Volume 2A: 44th Design Automation Conference ◽

10.1115/detc2018-86347 ◽

2018 ◽

Cited By ~ 1

Author(s):

Sheng Shen ◽

M. K. Sadoughi ◽

Xiangyi Chen ◽

Mingyi Hong ◽

Chao Hu

Keyword(s):

Neural Networks ◽

Deep Learning ◽

Convolutional Neural Networks ◽

Lithium Ion ◽

Relevance Vector Machine ◽

Rechargeable Batteries ◽

Li Ion Battery ◽

Deep Convolutional Neural Networks ◽

Battery Capacity ◽

Li Ion

Over the past two decades, safety and reliability of lithium-ion (Li-ion) rechargeable batteries have been receiving a considerable amount of attention from both industry and academia.

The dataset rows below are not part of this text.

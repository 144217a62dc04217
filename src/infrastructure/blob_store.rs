// Local disk read/write by CID. Grounded on the read path's disk-stream
// step and the directory-CID layout (`<storageRoot>/<CID>`,
// `<storageRoot>/<dirCID>/<CID>`).

use std::path::{Path, PathBuf};

use tokio::fs;
use tokio::io::AsyncWriteExt;
use tracing::instrument;

use crate::error::{AppError, AppResult};

#[derive(Clone)]
pub struct BlobStore {
    root: PathBuf,
}

impl BlobStore {
    pub fn new(root: impl Into<PathBuf>) -> Self {
        Self { root: root.into() }
    }

    pub fn path_for(&self, cid: &str, dir_cid: Option<&str>) -> PathBuf {
        match dir_cid {
            Some(dir) => self.root.join(dir).join(cid),
            None => self.root.join(cid),
        }
    }

    #[instrument(skip(self))]
    pub async fn read(&self, path: &Path) -> AppResult<Option<Vec<u8>>> {
        match fs::read(path).await {
            Ok(bytes) => Ok(Some(bytes)),
            Err(e) if e.kind() == std::io::ErrorKind::NotFound => Ok(None),
            Err(e) => Err(AppError::Internal(format!("disk read failed: {e}"))),
        }
    }

    pub async fn metadata_len(&self, path: &Path) -> AppResult<Option<u64>> {
        match fs::metadata(path).await {
            Ok(meta) => Ok(Some(meta.len())),
            Err(e) if e.kind() == std::io::ErrorKind::NotFound => Ok(None),
            Err(e) => Err(AppError::Internal(format!("disk stat failed: {e}"))),
        }
    }

    /// Writes are idempotent by content address: writing the
    /// same CID twice is a no-op in effect, so we don't special-case an
    /// existing file.
    #[instrument(skip(self, bytes))]
    pub async fn write(&self, path: &Path, bytes: &[u8]) -> AppResult<()> {
        if let Some(parent) = path.parent() {
            fs::create_dir_all(parent)
                .await
                .map_err(|e| AppError::Internal(format!("failed to create storage dir: {e}")))?;
        }
        let mut file = fs::File::create(path)
            .await
            .map_err(|e| AppError::Internal(format!("failed to create blob file: {e}")))?;
        file.write_all(bytes)
            .await
            .map_err(|e| AppError::Internal(format!("failed to write blob: {e}")))?;
        Ok(())
    }
}

#[cfg(test)]
mod tests {
    use super::*;

    #[tokio::test]
    async fn write_then_read_roundtrips() {
        let dir = tempfile::tempdir().unwrap();
        let store = BlobStore::new(dir.path());
        let path = store.path_for("QmAbc", None);
        store.write(&path, b"hello").await.unwrap();
        let read = store.read(&path).await.unwrap();
        assert_eq!(read, Some(b"hello".to_vec()));
    }

    #[tokio::test]
    async fn missing_blob_reads_as_none() {
        let dir = tempfile::tempdir().unwrap();
        let store = BlobStore::new(dir.path());
        let path = store.path_for("QmMissing", None);
        assert_eq!(store.read(&path).await.unwrap(), None);
    }

    #[tokio::test]
    async fn dir_entry_path_nests_under_dir_cid() {
        let dir = tempfile::tempdir().unwrap();
        let store = BlobStore::new(dir.path());
        let path = store.path_for("QmFile", Some("QmDir"));
        assert_eq!(path, dir.path().join("QmDir").join("QmFile"));
    }
}
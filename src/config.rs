use serde::{Deserialize, Serialize};
use std::env;

#[derive(Debug, Clone, Serialize, Deserialize)]
pub struct Config {
    pub database: DatabaseConfig,
    pub server: ServerConfig,
    pub storage: StorageConfig,
    pub node: NodeConfig,
    pub sync: SyncConfig,
    pub selector: SelectorConfig,
    pub content_network: ContentNetworkConfig,
}

#[derive(Debug, Clone, Serialize, Deserialize)]
pub struct DatabaseConfig {
    pub url: String,
}

#[derive(Debug, Clone, Serialize, Deserialize)]
pub struct ServerConfig {
    pub host: String,
    pub port: u16,
}

#[derive(Debug, Clone, Serialize, Deserialize)]
pub struct StorageConfig {
    /// Root directory holding content-addressed blobs, laid out as
    /// `<root>/<dirCID>/<CID>`.
    pub root: String,
}

#[derive(Debug, Clone, Serialize, Deserialize)]
pub struct NodeConfig {
    /// This node's externally reachable base URL, advertised to peers as a
    /// replication source.
    pub endpoint: String,
}

#[derive(Debug, Clone, Serialize, Deserialize)]
pub struct SyncConfig {
    pub max_export_range: i64,
    pub lock_ttl_ms: u64,
    pub debounce_ms: u64,
    pub fetch_concurrency: usize,
    pub request_timeout_ms: u64,
}

#[derive(Debug, Clone, Serialize, Deserialize)]
pub struct SelectorConfig {
    pub expected_version: String,
}

#[derive(Debug, Clone, Serialize, Deserialize)]
pub struct ContentNetworkConfig {
    /// Base URL of the content-addressed network's direct-fetch gateway,
    /// used as the read path's last-resort fallback.
    pub base_url: String,
    pub fetch_deadline_ms: u64,
}

impl Config {
    pub fn from_env() -> anyhow::Result<Self> {
        Ok(Self {
            database: DatabaseConfig {
                url: env::var("DATABASE_URL")
                    .unwrap_or_else(|_| "sqlite:data/content_node.db".to_string()),
            },
            server: ServerConfig {
                host: env::var("SERVER_HOST").unwrap_or_else(|_| "0.0.0.0".to_string()),
                port: env::var("SERVER_PORT")
                    .unwrap_or_else(|_| "3000".to_string())
                    .parse()
                    .unwrap_or(3000),
            },
            storage: StorageConfig {
                root: env::var("STORAGE_ROOT").unwrap_or_else(|_| "data/storage".to_string()),
            },
            node: NodeConfig {
                endpoint: env::var("NODE_ENDPOINT")
                    .unwrap_or_else(|_| "http://localhost:3000".to_string()),
            },
            sync: SyncConfig {
                max_export_range: env::var("SYNC_MAX_EXPORT_RANGE")
                    .unwrap_or_else(|_| "5000".to_string())
                    .parse()
                    .unwrap_or(5000),
                lock_ttl_ms: env::var("SYNC_LOCK_TTL_MS")
                    .unwrap_or_else(|_| "600000".to_string())
                    .parse()
                    .unwrap_or(600_000),
                debounce_ms: env::var("SYNC_DEBOUNCE_MS")
                    .unwrap_or_else(|_| "15000".to_string())
                    .parse()
                    .unwrap_or(15_000),
                fetch_concurrency: env::var("SYNC_FETCH_CONCURRENCY")
                    .unwrap_or_else(|_| "10".to_string())
                    .parse()
                    .unwrap_or(10),
                request_timeout_ms: env::var("SYNC_REQUEST_TIMEOUT_MS")
                    .unwrap_or_else(|_| "5000".to_string())
                    .parse()
                    .unwrap_or(5_000),
            },
            selector: SelectorConfig {
                expected_version: env::var("SELECTOR_EXPECTED_VERSION")
                    .unwrap_or_else(|_| "0.1.0".to_string()),
            },
            content_network: ContentNetworkConfig {
                base_url: env::var("CONTENT_NETWORK_BASE_URL")
                    .unwrap_or_else(|_| "https://ipfs.io".to_string()),
                fetch_deadline_ms: env::var("CONTENT_NETWORK_FETCH_DEADLINE_MS")
                    .unwrap_or_else(|_| "3000".to_string())
                    .parse()
                    .unwrap_or(3_000),
            },
        })
    }

    pub fn server_address(&self) -> String {
        format!("{}:{}", self.server.host, self.server.port)
    }
}
// Debounced queue: after every successful primary write, schedule a sync
// call to each secondary in the user's replica set. Grounded
// on `infrastructure/service_discovery.rs::start_cleanup_process`'s
// `tokio::spawn` + `interval` reaper loop, replacing its TTL-expiry sweep
// with a due-deadline drain over a keyed task store
// (`wallet -> (deadline, epoch)`, not per-wallet runtime timers).

use std::collections::HashMap;
use std::sync::Arc;
use std::time::{Duration, Instant};

use tokio::sync::RwLock;
use tracing::{info, instrument, warn};

use crate::error::AppResult;
use crate::infrastructure::peer_client::PeerClient;

#[derive(Debug, Clone, Copy, PartialEq, Eq)]
pub enum TriggerMode {
    /// Block until the secondary's import completes; used by migration
    /// flows that need consistency before continuing.
    Immediate,
    /// Enqueue a deferred task; a later trigger for the same wallet before
    /// the timer fires cancels and reschedules it.
    Debounced,
}

struct PendingEntry {
    deadline: Instant,
    epoch: u64,
    creator_node_endpoint: String,
}

/// Enqueues best-effort secondary pulls. Holds no reference to a local
/// `SyncWorker` (a primary doesn't import from itself) — it calls the
/// secondary's `/sync` endpoint over HTTP.
pub struct SyncTrigger {
    pending: Arc<RwLock<HashMap<String, PendingEntry>>>,
    peer_client: PeerClient,
    debounce: Duration,
    next_epoch: std::sync::atomic::AtomicU64,
}

impl SyncTrigger {
    pub fn new(peer_client: PeerClient, debounce: Duration) -> Self {
        Self {
            pending: Arc::new(RwLock::new(HashMap::new())),
            peer_client,
            debounce,
            next_epoch: std::sync::atomic::AtomicU64::new(0),
        }
    }

    /// `mode = Immediate` blocks until every secondary's sync call returns
    /// (or errors, which is logged, not propagated: a single failed
    /// secondary push is non-fatal to the triggering write).
    #[instrument(skip(self, secondaries))]
    pub async fn notify(
        &self,
        wallet: &str,
        creator_node_endpoint: &str,
        secondaries: &[String],
        mode: TriggerMode,
    ) -> AppResult<()> {
        match mode {
            TriggerMode::Immediate => {
                for secondary in secondaries {
                    if let Err(e) = self
                        .peer_client
                        .trigger_sync(secondary, &[wallet.to_string()], creator_node_endpoint)
                        .await
                    {
                        warn!("immediate sync trigger to {secondary} failed for {wallet}: {e}");
                    }
                }
                Ok(())
            }
            TriggerMode::Debounced => {
                self.enqueue(wallet, creator_node_endpoint).await;
                Ok(())
            }
        }
    }

    async fn enqueue(&self, wallet: &str, creator_node_endpoint: &str) {
        let epoch = self
            .next_epoch
            .fetch_add(1, std::sync::atomic::Ordering::SeqCst);
        let mut pending = self.pending.write().await;
        pending.insert(
            wallet.to_string(),
            PendingEntry {
                deadline: Instant::now() + self.debounce,
                epoch,
                creator_node_endpoint: creator_node_endpoint.to_string(),
            },
        );
    }

    /// Cancels a wallet's pending timer.
    pub async fn cancel(&self, wallet: &str) {
        self.pending.write().await.remove(wallet);
    }

    async fn is_still_current(&self, wallet: &str, epoch: u64) -> bool {
        self.pending
            .read()
            .await
            .get(wallet)
            .map(|e| e.epoch == epoch)
            .unwrap_or(false)
    }

    /// Starts the background reaper that drains due entries and fires a
    /// best-effort secondary pull for each, one worker per due wallet.
    /// Secondaries are resolved by the caller per tick (the registry's
    /// replica-set membership can change between writes).
    pub fn spawn_reaper<F, Fut>(self: &Arc<Self>, resolve_secondaries: F, tick: Duration)
    where
        F: Fn(String) -> Fut + Send + Sync + 'static,
        Fut: std::future::Future<Output = Vec<String>> + Send,
    {
        let this = Arc::clone(self);
        tokio::spawn(async move {
            let mut interval = tokio::time::interval(tick);
            loop {
                interval.tick().await;
                this.fire_due(&resolve_secondaries).await;
            }
        });
    }

    async fn fire_due<F, Fut>(&self, resolve_secondaries: &F)
    where
        F: Fn(String) -> Fut,
        Fut: std::future::Future<Output = Vec<String>>,
    {
        let now = Instant::now();
        let due: Vec<(String, u64, String)> = {
            let pending = self.pending.read().await;
            pending
                .iter()
                .filter(|(_, e)| e.deadline <= now)
                .map(|(wallet, e)| (wallet.clone(), e.epoch, e.creator_node_endpoint.clone()))
                .collect()
        };

        for (wallet, epoch, creator_node_endpoint) in due {
            if !self.is_still_current(&wallet, epoch).await {
                continue;
            }
            self.pending.write().await.remove(&wallet);

            let secondaries = resolve_secondaries(wallet.clone()).await;
            for secondary in secondaries {
                if let Err(e) = self
                    .peer_client
                    .trigger_sync(&secondary, &[wallet.clone()], &creator_node_endpoint)
                    .await
                {
                    warn!("debounced sync trigger to {secondary} failed for {wallet}: {e}");
                }
            }
            info!(wallet = %wallet, "fired debounced sync trigger");
        }
    }
}

#[cfg(test)]
mod tests {
    use super::*;
    use std::time::Duration;

    #[tokio::test]
    async fn rescheduling_cancels_the_prior_epoch() {
        let trigger = SyncTrigger::new(PeerClient::new(Duration::from_secs(1)), Duration::from_millis(50));
        trigger.enqueue("0xabc", "http://primary").await;
        let first_epoch = trigger.pending.read().await.get("0xabc").unwrap().epoch;

        trigger.enqueue("0xabc", "http://primary").await;
        assert!(!trigger.is_still_current("0xabc", first_epoch).await);
    }

    #[tokio::test]
    async fn cancel_removes_pending_entry() {
        let trigger = SyncTrigger::new(PeerClient::new(Duration::from_secs(1)), Duration::from_millis(50));
        trigger.enqueue("0xabc", "http://primary").await;
        trigger.cancel("0xabc").await;
        assert!(trigger.pending.read().await.get("0xabc").is_none());
    }
}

To guarantee safe and reliable operation of a Li-ion battery pack and build failure resilience in the pack, battery management systems (BMSs) should possess the capability to monitor, in real time, the state of health (SOH) of the individual cells in the pack. This paper presents a deep learning method, named deep convolutional neural networks, for cell-level SOH assessment based on the capacity, voltage, and current measurements during a charge cycle. The unique features of deep convolutional neural networks include the local connectivity and shared weights, which enable the model to estimate battery capacity accurately using the measurements during charge. To our knowledge, this is the first attempt to apply deep learning to online SOH assessment of Li-ion battery. 10-year daily cycling data from implantable Li-ion cells are used to verify the performance of the proposed method. Compared with traditional machine learning methods such as relevance vector machine and shallow neural networks, the proposed method is demonstrated to produce higher accuracy and robustness in capacity estimation.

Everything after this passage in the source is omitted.